The Future of Wireless Networking Technologies
What is the next step in the evolution of wireless technology? Leaders in the industry, from Verizon to Qualcomm, as well as numerous researchers, have a variety of ideas for how to continue wireless technology’s journey into — and beyond — the 21st century.
Technology expected to influence the future of wireless networks includes:
Many in the telecommunications industry are continuing to develop upgrades to wireless networks. Even though many countries are still in the process of adopting 4G, Intel’s already committed itself to providing 5G to the 2018 Olympic Winter Games.
This next evolution of wireless communication won’t be available worldwide until after 2019, though. Why? The World Radiocommunication Conference must still decide on several key factors for 5G, from its frequencies to its standards for manufacturers of network hardware.
With an improved wireless network, however, companies like Verizon, AT&T and Sprint are hoping to support the Internet of Things (IoT), which is expanding outside of the business world and into the daily lives of consumers, who are now adopting smart appliances, self-driving cars and drones.
Companies are also working to improve Wi-Fi networks. Velmenni, a business based in Estonia, is developing a technology called Li-Fi, which plans to deliver not only a faster connection to users but also a more secure one. Li-Fi operates through LED bulbs, which connect to your computer or laptop via a dongle.
Throughout real-world testing, Li-Fi’s delivered a consistent speed of 1 gigabyte per second (Gbps). In labs, however, it’s reached 224 Gpbs, which is fast enough to download more than a dozen high-quality films in a single second. While this may be a possible real-world speed for future wireless networks, it’s unlikely for the near future.

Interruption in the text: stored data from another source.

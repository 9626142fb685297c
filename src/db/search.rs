//! 混合搜索子模块
//!
//! ## 职责
//! - 空查询：全部非 Unknown 条目，置顶优先、新者优先
//! - 非空查询：全文索引（前缀通配、按相关度排名）与大小写不敏感的
//!   子串回退（通配符转义、排除已命中行）取并集，统一排序分页
//! - 高级搜索：在混合匹配之上叠加类型集/颜色集过滤
//!
//! ## 排序约定
//! 置顶 DESC → 全文命中先于子串命中 → 相关度升序（越小越相关）→ 修改时间 DESC
//!
//! ## 过滤策略（刻意保留的 UX 不对称）
//! 只要有任一过滤条件生效（非空查询、非空类型集、非空颜色集），
//! `is_pinned` 限定即被忽略，搜索跨越整库；仅当没有其他条件时才生效。

use rusqlite::types::Value;

use crate::error::AppError;
use crate::model::{CardColor, ClipboardEntry, EntryType};

use super::{entry_from_row, ClipboardStore, ENTRY_COLUMNS};

/// 高级搜索的可选过滤条件
#[derive(Debug, Clone, Default)]
pub struct SearchFilter {
    pub types: Vec<EntryType>,
    pub colors: Vec<CardColor>,
    pub is_pinned: Option<bool>,
}

impl ClipboardStore {
    /// 混合搜索：空查询等价于全量列表（置顶优先、新者优先）
    pub fn search(
        &self,
        query: &str,
        limit: i64,
        skip: i64,
    ) -> Result<Vec<ClipboardEntry>, AppError> {
        self.search_advanced(query, &SearchFilter::default(), limit, skip)
    }

    /// 混合搜索 + 类型/颜色/置顶过滤
    pub fn search_advanced(
        &self,
        query: &str,
        filter: &SearchFilter,
        limit: i64,
        skip: i64,
    ) -> Result<Vec<ClipboardEntry>, AppError> {
        let query = query.trim();
        let other_filter_active =
            !query.is_empty() || !filter.types.is_empty() || !filter.colors.is_empty();
        // 任一条件生效时忽略置顶限定（跨越置顶/非置顶分页）
        let pinned_scope = if other_filter_active { None } else { filter.is_pinned };

        if query.is_empty() {
            self.list_filtered(filter, pinned_scope, limit, skip)
        } else {
            self.hybrid_search(query, filter, limit, skip)
        }
    }

    fn list_filtered(
        &self,
        filter: &SearchFilter,
        pinned_scope: Option<bool>,
        limit: i64,
        skip: i64,
    ) -> Result<Vec<ClipboardEntry>, AppError> {
        let mut params: Vec<Value> = Vec::new();
        let mut clause = String::new();
        push_filter_clauses(&mut clause, &mut params, filter, "");
        if let Some(pinned) = pinned_scope {
            clause.push_str(" AND is_pinned = ?");
            params.push(Value::Integer(pinned as i64));
        }

        let sql = format!(
            "SELECT {ENTRY_COLUMNS} FROM entries
             WHERE entry_type <> 'unknown'{clause}
             ORDER BY is_pinned DESC, modified_at DESC
             LIMIT ? OFFSET ?"
        );
        params.push(Value::Integer(limit));
        params.push(Value::Integer(skip));

        self.run_entry_query(&sql, params)
    }

    fn hybrid_search(
        &self,
        query: &str,
        filter: &SearchFilter,
        limit: i64,
        skip: i64,
    ) -> Result<Vec<ClipboardEntry>, AppError> {
        let cols = qualified_columns("e");
        let match_expr = fts_match_expr(query);
        let like_pattern = format!("%{}%", escape_like(query));

        let mut params: Vec<Value> = Vec::new();
        let mut fts_clause = String::new();
        let mut like_clause = String::new();

        // 参数按出现顺序绑定：MATCH → 全文分支过滤 → LIKE×3 → 子串分支过滤 → 分页
        params.push(Value::Text(match_expr));
        push_filter_clauses(&mut fts_clause, &mut params, filter, "e.");

        params.push(Value::Text(like_pattern.clone()));
        params.push(Value::Text(like_pattern.clone()));
        params.push(Value::Text(like_pattern));
        push_filter_clauses(&mut like_clause, &mut params, filter, "e.");

        params.push(Value::Integer(limit));
        params.push(Value::Integer(skip));

        let sql = format!(
            "WITH fts_hits AS (
                 SELECT rowid, rank FROM entries_fts WHERE entries_fts MATCH ?
             )
             SELECT {cols}, 0 AS tier, f.rank AS relevance
               FROM entries e JOIN fts_hits f ON f.rowid = e.rowid
              WHERE e.entry_type <> 'unknown'{fts_clause}
             UNION ALL
             SELECT {cols}, 1 AS tier, 0.0 AS relevance
               FROM entries e
              WHERE e.entry_type <> 'unknown'
                AND e.rowid NOT IN (SELECT rowid FROM fts_hits)
                AND (e.content LIKE ? ESCAPE '\\'
                     OR COALESCE(e.app_source, '') LIKE ? ESCAPE '\\'
                     OR COALESCE(e.label, '') LIKE ? ESCAPE '\\'){like_clause}
             ORDER BY is_pinned DESC, tier ASC, relevance ASC, modified_at DESC
             LIMIT ? OFFSET ?"
        );

        self.run_entry_query(&sql, params)
    }

    fn run_entry_query(
        &self,
        sql: &str,
        params: Vec<Value>,
    ) -> Result<Vec<ClipboardEntry>, AppError> {
        let conn = self.connect()?;
        let mut stmt = conn
            .prepare(sql)
            .map_err(|e| AppError::Database(format!("准备搜索查询失败: {}", e)))?;
        let items = stmt
            .query_map(rusqlite::params_from_iter(params), entry_from_row)
            .map_err(|e| AppError::Database(format!("执行搜索失败: {}", e)))?
            .collect::<Result<Vec<_>, _>>()
            .map_err(|e| AppError::Database(format!("读取搜索结果失败: {}", e)))?;
        Ok(items)
    }
}

/// 生成类型集/颜色集的 IN 过滤片段并追加对应参数
fn push_filter_clauses(
    clause: &mut String,
    params: &mut Vec<Value>,
    filter: &SearchFilter,
    prefix: &str,
) {
    if !filter.types.is_empty() {
        let placeholders = vec!["?"; filter.types.len()].join(", ");
        clause.push_str(&format!(" AND {prefix}entry_type IN ({placeholders})"));
        for t in &filter.types {
            params.push(Value::Text(t.as_str().to_string()));
        }
    }
    if !filter.colors.is_empty() {
        let placeholders = vec!["?"; filter.colors.len()].join(", ");
        clause.push_str(&format!(
            " AND COALESCE({prefix}card_color, 'none') IN ({placeholders})"
        ));
        for c in &filter.colors {
            params.push(Value::Text(c.as_str().to_string()));
        }
    }
}

fn qualified_columns(alias: &str) -> String {
    ENTRY_COLUMNS
        .split(", ")
        .map(|col| format!("{alias}.{}", col.trim()))
        .collect::<Vec<_>>()
        .join(", ")
}

/// 把查询转为 FTS5 前缀匹配表达式：每个词条加引号并追加 `*`
fn fts_match_expr(query: &str) -> String {
    query
        .split_whitespace()
        .map(|token| format!("\"{}\"*", token.replace('"', "\"\"")))
        .collect::<Vec<_>>()
        .join(" ")
}

/// 转义 LIKE 通配符，使查询自身的 `%` `_` `\` 按字面量匹配
fn escape_like(query: &str) -> String {
    let mut escaped = String::with_capacity(query.len());
    for ch in query.chars() {
        if matches!(ch, '%' | '_' | '\\') {
            escaped.push('\\');
        }
        escaped.push(ch);
    }
    escaped
}

#[cfg(test)]
mod tests {
    use proptest::prelude::*;

    use super::{escape_like, fts_match_expr, SearchFilter};
    use crate::db::test_support::open_temp_store;
    use crate::model::{CardColor, ClipboardEntry, EntryType};

    fn save(
        store: &crate::db::ClipboardStore,
        content: &str,
        entry_type: EntryType,
        modified: i64,
    ) -> ClipboardEntry {
        let mut e = ClipboardEntry::new(content, entry_type);
        e.modified_at = modified;
        store.save(&mut e).expect("save entry");
        e
    }

    #[test]
    fn blank_query_lists_all_pinned_first_then_newest() {
        let (_dir, store) = open_temp_store();
        save(&store, "older", EntryType::Text, 10);
        save(&store, "newer", EntryType::Text, 20);
        let mut pinned = ClipboardEntry::new("pinned", EntryType::Text);
        pinned.modified_at = 5;
        pinned.is_pinned = true;
        store.save(&mut pinned).expect("save pinned");
        save(&store, "ghost", EntryType::Unknown, 99);

        let results = store.search("", 100, 0).expect("blank search");
        let contents: Vec<&str> = results.iter().map(|e| e.content.as_str()).collect();
        assert_eq!(contents, vec!["pinned", "newer", "older"]);
    }

    #[test]
    fn fts_hits_rank_before_substring_hits_without_duplicates() {
        let (_dir, store) = open_temp_store();
        let fts_hit = save(&store, "beta release notes", EntryType::Text, 10);
        let substring_hit = save(&store, "xbetay", EntryType::Text, 20);
        save(&store, "unrelated", EntryType::Text, 30);

        let results = store.search("beta", 100, 0).expect("hybrid search");
        let ids: Vec<&str> = results.iter().map(|e| e.id.as_str()).collect();

        assert_eq!(ids, vec![fts_hit.id.as_str(), substring_hit.id.as_str()]);
    }

    #[test]
    fn pinned_substring_hit_sorts_before_unpinned_fts_hit() {
        let (_dir, store) = open_temp_store();
        save(&store, "beta release", EntryType::Text, 50);
        let mut pinned = ClipboardEntry::new("xbetay", EntryType::Text);
        pinned.is_pinned = true;
        pinned.modified_at = 1;
        store.save(&mut pinned).expect("save pinned");

        let results = store.search("beta", 100, 0).expect("search");
        assert_eq!(results[0].id, pinned.id, "pin outranks match tier");
        assert_eq!(results.len(), 2);
    }

    #[test]
    fn search_covers_app_source_and_label() {
        let (_dir, store) = open_temp_store();
        let mut by_source = ClipboardEntry::new("aaa", EntryType::Text);
        by_source.app_source = Some("Firefox".to_string());
        store.save(&mut by_source).expect("save by_source");

        let mut by_label = ClipboardEntry::new("bbb", EntryType::Text);
        by_label.label = Some("invoice".to_string());
        store.save(&mut by_label).expect("save by_label");

        let results = store.search("firefox", 100, 0).expect("source search");
        assert_eq!(results.len(), 1);
        assert_eq!(results[0].id, by_source.id);

        let results = store.search("invoice", 100, 0).expect("label search");
        assert_eq!(results.len(), 1);
        assert_eq!(results[0].id, by_label.id);
    }

    #[test]
    fn wildcards_in_query_match_literally() {
        let (_dir, store) = open_temp_store();
        // 查询 "0%"：全文前缀 "0"* 两条都不命中，只有子串回退按字面量匹配
        let literal = save(&store, "100%", EntryType::Text, 10);
        save(&store, "100x", EntryType::Text, 20);

        let results = store.search("0%", 100, 0).expect("wildcard search");
        assert_eq!(results.len(), 1);
        assert_eq!(results[0].id, literal.id);
    }

    #[test]
    fn limit_and_skip_apply_to_the_merged_result() {
        let (_dir, store) = open_temp_store();
        for i in 0..5 {
            save(&store, &format!("note {i}"), EntryType::Text, i);
        }

        let page = store.search("note", 2, 1).expect("paged search");
        assert_eq!(page.len(), 2);
        let contents: Vec<&str> = page.iter().map(|e| e.content.as_str()).collect();
        assert_eq!(contents, vec!["note 3", "note 2"]);
    }

    #[test]
    fn advanced_filters_by_type_and_color() {
        let (_dir, store) = open_temp_store();
        save(&store, "a link", EntryType::Link, 10);
        save(&store, "a text", EntryType::Text, 20);
        let mut colored = ClipboardEntry::new("a colored", EntryType::Text);
        colored.card_color = CardColor::Red;
        colored.modified_at = 30;
        store.save(&mut colored).expect("save colored");

        let filter = SearchFilter {
            types: vec![EntryType::Link],
            ..Default::default()
        };
        let results = store.search_advanced("", &filter, 100, 0).expect("type filter");
        assert_eq!(results.len(), 1);
        assert_eq!(results[0].content, "a link");

        let filter = SearchFilter {
            colors: vec![CardColor::Red],
            ..Default::default()
        };
        let results = store.search_advanced("a", &filter, 100, 0).expect("color filter");
        assert_eq!(results.len(), 1);
        assert_eq!(results[0].id, colored.id);
    }

    #[test]
    fn pinned_scope_ignored_when_any_other_filter_is_active() {
        let (_dir, store) = open_temp_store();
        let mut pinned = ClipboardEntry::new("alpha pinned", EntryType::Text);
        pinned.is_pinned = true;
        store.save(&mut pinned).expect("save pinned");
        let mut loose = ClipboardEntry::new("alpha loose", EntryType::Text);
        store.save(&mut loose).expect("save loose");

        // 只有置顶限定时生效
        let filter = SearchFilter { is_pinned: Some(true), ..Default::default() };
        let results = store.search_advanced("", &filter, 100, 0).expect("pinned only");
        assert_eq!(results.len(), 1);
        assert_eq!(results[0].id, pinned.id);

        // 查询词生效后限定被忽略，跨越整库
        let results = store.search_advanced("alpha", &filter, 100, 0).expect("query + pinned");
        assert_eq!(results.len(), 2);

        // 类型集同理
        let filter = SearchFilter {
            types: vec![EntryType::Text],
            is_pinned: Some(true),
            ..Default::default()
        };
        let results = store.search_advanced("", &filter, 100, 0).expect("types + pinned");
        assert_eq!(results.len(), 2);
    }

    #[test]
    fn fts_match_expr_quotes_and_prefixes_tokens() {
        assert_eq!(fts_match_expr("hello world"), "\"hello\"* \"world\"*");
        assert_eq!(fts_match_expr("say \"hi\""), "\"say\"* \"\"\"hi\"\"\"*");
    }

    proptest! {
        #![proptest_config(ProptestConfig::with_cases(32))]

        /// 任意查询经转义后按字面量匹配自身，且通配符不再生效
        #[test]
        fn escaped_like_matches_literally(raw in "[a-z%_\\\\]{1,12}") {
            let conn = rusqlite::Connection::open_in_memory().expect("open memory db");
            conn.execute("CREATE TABLE t (v TEXT)", []).expect("create table");
            conn.execute("INSERT INTO t (v) VALUES (?1)", [&raw]).expect("insert value");

            let pattern = format!("%{}%", escape_like(&raw));
            let hits: i64 = conn
                .query_row(
                    "SELECT COUNT(*) FROM t WHERE v LIKE ?1 ESCAPE '\\'",
                    [&pattern],
                    |row| row.get(0),
                )
                .expect("literal self match");
            prop_assert_eq!(hits, 1);

            if raw.contains('%') {
                let decoy = raw.replace('%', "x");
                conn.execute("DELETE FROM t", []).expect("clear table");
                conn.execute("INSERT INTO t (v) VALUES (?1)", [&decoy]).expect("insert decoy");
                let hits: i64 = conn
                    .query_row(
                        "SELECT COUNT(*) FROM t WHERE v LIKE ?1 ESCAPE '\\'",
                        [&pattern],
                        |row| row.get(0),
                    )
                    .expect("decoy should not match");
                prop_assert_eq!(hits, 0);
            }
        }
    }
}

How will Wi-Fi network technology evolve with Li-Fi? First, by decreasing the amount of hardware needed by using a microchip controller. Second, by increasing the security of Wi-Fi communications by controlling light. And third, by streamlining wireless networks by integrating them with solar energy.
Another technology that may influence the evolution of wireless technology includes Qualcomm’s small cells project, which focuses on the hyper-dense deployment of cells that act as a Wi-Fi hotspot but are only the size of a wireless access point.
How Wireless Network Technology Evolves
Within any industry, there is always the question of how it will continue to evolve. The telecommunications industry is no exception — especially with its predicted growth of more than one trillion networked devices in use by 2025.
One of the ways the industry’s pushing forward is through outside perspectives. Technologies like Li-Fi, for example, are coming from smaller companies looking at new ways to deliver a faster, more reliable network.
China Mobile is another business that’s looking towards the evolution of wireless technology from a different view. Instead of focusing on the continued development of the 5G network and its later versions, the company’s committing its resources to building a network that’s software-based and similar to cloud computing.
With a range of players and ideas, the future of wireless networking technologies looks promising.